La cabane, un habitat exotique ? (3)
Qu’elles soient issues de nos colonies ou soi-disant apparentées à la vie de nos bons sauvages, les appellations exotiques pour qualifier de simples cabanes ne manquent pas. Où il apparaîtra que ce que nous croyons venus du bout du monde, parfois, présente des racines lointaines, certes, mais temporelles et non géographiques !
Evidemment, nous avons éludé toutes les versions internationales comme le wigwam ou le tipi de l’indien et autres yourtes à la mode sans parler de l’igloo cher à l’esquimau.
La hutte.
C’est à la seconde moitié du XIVe siècle qu’apparaît le vocable hutte qui décrit alors une cabane en bois, un terme emprunté au francique hutta de même sens, et qu’on écrivait hute avant le XVIIIe (d’ailleurs, cabane se dit hütte en allemand aujourd’hui).. Et même si certains mauvais esprits pourraient laisser croire que c’est l’équivalent exotique de notre cabane mais cette fois chez les sauvages, rien n’est moins sûr car le vocable semble courant dans l’ensemble du territoire français, la toponymie de certains lieux en faisant foi.
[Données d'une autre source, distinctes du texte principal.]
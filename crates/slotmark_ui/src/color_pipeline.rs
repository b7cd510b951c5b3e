use bytemuck::{Pod, Zeroable};

use crate::Point;

/// Vertex for colored shapes (no texture)
#[repr(C)]
#[derive(Copy, Clone, Debug, Pod, Zeroable)]
pub struct ColorVertex {
    pub position: [f32; 2],
    pub color: [f32; 4],
}

impl ColorVertex {
    const ATTRIBS: [wgpu::VertexAttribute; 2] =
        wgpu::vertex_attr_array![0 => Float32x2, 1 => Float32x4];

    fn desc() -> wgpu::VertexBufferLayout<'static> {
        wgpu::VertexBufferLayout {
            array_stride: std::mem::size_of::<ColorVertex>() as wgpu::BufferAddress,
            step_mode: wgpu::VertexStepMode::Vertex,
            attributes: &Self::ATTRIBS,
        }
    }
}

/// Pipeline for solid-color quads: filled rectangles and line segments.
pub struct ColorPipeline {
    pub render_pipeline: wgpu::RenderPipeline,
}

impl ColorPipeline {
    pub fn new(device: &wgpu::Device, format: wgpu::TextureFormat) -> Self {
        let shader_source = r#"
struct VertexInput {
    @location(0) position: vec2<f32>,
    @location(1) color: vec4<f32>,
}

struct VertexOutput {
    @builtin(position) position: vec4<f32>,
    @location(0) color: vec4<f32>,
}

@vertex
fn vs_main(input: VertexInput) -> VertexOutput {
    var output: VertexOutput;
    output.position = vec4<f32>(input.position, 0.0, 1.0);
    output.color = input.color;
    return output;
}

@fragment
fn fs_main(input: VertexOutput) -> @location(0) vec4<f32> {
    return input.color;
}
"#;

        let shader = device.create_shader_module(wgpu::ShaderModuleDescriptor {
            label: Some("Color Shader"),
            source: wgpu::ShaderSource::Wgsl(shader_source.into()),
        });

        let pipeline_layout = device.create_pipeline_layout(&wgpu::PipelineLayoutDescriptor {
            label: Some("Color Pipeline Layout"),
            bind_group_layouts: &[],
            push_constant_ranges: &[],
        });

        let render_pipeline = device.create_render_pipeline(&wgpu::RenderPipelineDescriptor {
            label: Some("Color Render Pipeline"),
            layout: Some(&pipeline_layout),
            vertex: wgpu::VertexState {
                module: &shader,
                entry_point: Some("vs_main"),
                buffers: &[ColorVertex::desc()],
                compilation_options: wgpu::PipelineCompilationOptions::default(),
            },
            fragment: Some(wgpu::FragmentState {
                module: &shader,
                entry_point: Some("fs_main"),
                targets: &[Some(wgpu::ColorTargetState {
                    format,
                    blend: Some(wgpu::BlendState::ALPHA_BLENDING),
                    write_mask: wgpu::ColorWrites::ALL,
                })],
                compilation_options: wgpu::PipelineCompilationOptions::default(),
            }),
            primitive: wgpu::PrimitiveState {
                topology: wgpu::PrimitiveTopology::TriangleList,
                strip_index_format: None,
                front_face: wgpu::FrontFace::Ccw,
                cull_mode: None, // No culling for 2D
                polygon_mode: wgpu::PolygonMode::Fill,
                unclipped_depth: false,
                conservative: false,
            },
            depth_stencil: None,
            multisample: wgpu::MultisampleState {
                count: 1,
                mask: !0,
                alpha_to_coverage_enabled: false,
            },
            multiview: None,
            cache: None,
        });

        Self { render_pipeline }
    }

    /// Create vertex buffers for a filled rectangle.
    pub fn create_rect_vertices(
        device: &wgpu::Device,
        x: f32,
        y: f32,
        width: f32,
        height: f32,
        color: [f32; 4],
        window_width: f32,
        window_height: f32,
    ) -> (wgpu::Buffer, wgpu::Buffer, u32) {
        // Convert from screen coordinates to NDC (-1 to 1)
        let x1 = (x / window_width) * 2.0 - 1.0;
        let y1 = 1.0 - (y / window_height) * 2.0;
        let x2 = ((x + width) / window_width) * 2.0 - 1.0;
        let y2 = 1.0 - ((y + height) / window_height) * 2.0;

        let vertices = [
            ColorVertex {
                position: [x1, y1],
                color,
            }, // Top-left
            ColorVertex {
                position: [x2, y1],
                color,
            }, // Top-right
            ColorVertex {
                position: [x2, y2],
                color,
            }, // Bottom-right
            ColorVertex {
                position: [x1, y2],
                color,
            }, // Bottom-left
        ];

        let indices: [u16; 6] = [0, 1, 2, 0, 2, 3];

        use wgpu::util::DeviceExt;

        let vertex_buffer = device.create_buffer_init(&wgpu::util::BufferInitDescriptor {
            label: Some("Rect Vertex Buffer"),
            contents: bytemuck::cast_slice(&vertices),
            usage: wgpu::BufferUsages::VERTEX,
        });

        let index_buffer = device.create_buffer_init(&wgpu::util::BufferInitDescriptor {
            label: Some("Rect Index Buffer"),
            contents: bytemuck::cast_slice(&indices),
            usage: wgpu::BufferUsages::INDEX,
        });

        (vertex_buffer, index_buffer, indices.len() as u32)
    }

    /// Create vertex buffers for a line segment, expanded to a quad of the
    /// given thickness. Returns `None` for a zero-length segment.
    pub fn create_line_vertices(
        device: &wgpu::Device,
        from: Point,
        to: Point,
        color: [f32; 4],
        thickness: f32,
        window_width: f32,
        window_height: f32,
    ) -> Option<(wgpu::Buffer, wgpu::Buffer, u32)> {
        let dx = to.x - from.x;
        let dy = to.y - from.y;
        let length = (dx * dx + dy * dy).sqrt();
        if length <= f32::EPSILON {
            return None;
        }

        // Perpendicular offset of half the thickness on each side
        let nx = -dy / length * (thickness / 2.0);
        let ny = dx / length * (thickness / 2.0);

        let corners = [
            [from.x + nx, from.y + ny],
            [to.x + nx, to.y + ny],
            [to.x - nx, to.y - ny],
            [from.x - nx, from.y - ny],
        ];

        let vertices = corners.map(|[x, y]| ColorVertex {
            position: [
                (x / window_width) * 2.0 - 1.0,
                1.0 - (y / window_height) * 2.0,
            ],
            color,
        });

        let indices: [u16; 6] = [0, 1, 2, 0, 2, 3];

        use wgpu::util::DeviceExt;

        let vertex_buffer = device.create_buffer_init(&wgpu::util::BufferInitDescriptor {
            label: Some("Line Vertex Buffer"),
            contents: bytemuck::cast_slice(&vertices),
            usage: wgpu::BufferUsages::VERTEX,
        });

        let index_buffer = device.create_buffer_init(&wgpu::util::BufferInitDescriptor {
            label: Some("Line Index Buffer"),
            contents: bytemuck::cast_slice(&indices),
            usage: wgpu::BufferUsages::INDEX,
        });

        Some((vertex_buffer, index_buffer, indices.len() as u32))
    }
}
D’ailleurs, dans la première édition du dictionnaire de l’Académie français, en 1694, il est dit qu’on appelle hutte le petit logement (on disait loge) des soldats. Par la suite, certainement plus conforme avec la réalité rurale, le terme fut attribué à l’habitat des bergers ou des pauvres paysans. Une cabane faite de bois, de terre, de paille, bref de matériaux bon marché et accessibles pratiquement partout. Evidemment, nos amis chasseurs s’en sont fait une spécialité pour chasser canards et autres palombes.
La cahute.
Un mot qu’on retrouve également sous la graphie chahute et dont l’origine se montre incertaine bien qu’elle soit attestée depuis le XIIe siècle. Selon les régions, elle se mue en cahuette ou cahutelle, ce que confirme un dictionnaire étymologique de 1749 qui précise que cahute appartiendrait plus précisément à la basse Normandie. Dont acte. Alors, s’agit-il d’une cabane ou d’une hutte, voire du mélange des deux, difficile de trancher…
Le carbet.
Autre déclinaison de la hutte, le carbet est typique des Caraïbes, probablement d’origine amérindienne, un mot qui n’apparaît que tardivement dans le langage métropolitain. Ainsi, dans le Littré, on peut lire que c’est une grande case de sauvages aux Antilles ! La case, cet autre terme dépréciatif aujourd’hui car fortement connoté colonialiste (il est vrai qu’il apparaît aux beaux temps des colonies dans la langue française même si casa ou case existaient dans le latin médiéval dans son sens latin de maison) avec son chapelet de mépris pour cet habitat africain, rudimentaire certes, mais qui semblait bien correspondre aux modes de vie locaux.
Accessoirement, le carbet est aussi une simple toiture pour abriter des embarcations et, pour l’anecdote, rappelons qu’en 1502, au cours de son quatrième voyage vers les Amériques, Christophe Colomb « découvrit » la Martinique dans un lieu aujourd’hui baptisé Le Carbet.
La paillote.
Encore un mot à l’origine apparemment coloniale pour désigner une hutte en paille (que ce soit les murs, le toit, ou les deux) et, accessoirement, un chapeau ou une toile de paille. Un vocable peut-être emprunté au portugais palhota, de même sens, même si le radical paille semble parler de lui-même dans notre langue et que paillette se disait paillotte en vieux français. Un exotisme pas forcément avéré, donc.
Le gourbi.
Un terme évidemment emprunté à l’étranger (à l’arabe gurbi en l’occurrence) mais qui a eu le bonheur d’être francisé d’une part et adopté par les Français d’autre part, à moins que ce ne soit le contraire. Une cabane en tout cas, hutte typique d’Afrique du Nord et plus précisément d’Algérie. Aujourd’hui le vocable revêt une connotation péjorative certes, mais a fort heureusement perdu toute trace de mépris colonialiste.
La cagna.
Dans le même esprit, la cagna, un mot argotique qui nous vient directement de l’armée, décrivait à l’origine un abri de tranchée, généralement en sous-sol. Avec un soupçon d’exotisme puisque le terme est emprunté au Tonkin, à la Cochinchine bref au Vietnam où il désigne une baraque quelconque, une cabane. Et que les colons, de retour au pays, ont plaisamment utilisé pour déprécier un habitat..
Vous aurez compris qu’il aurait fallu un livre entier pour relever tous les types de cabanes que notre pays, chargé d’une longue histoire, a pu connaître. Il n’était donc pas question ici de les lister toutes mais simplement de rappeler l’origine des plus connues. Que les mortifiés par mes inévitables oublis me pardonnent.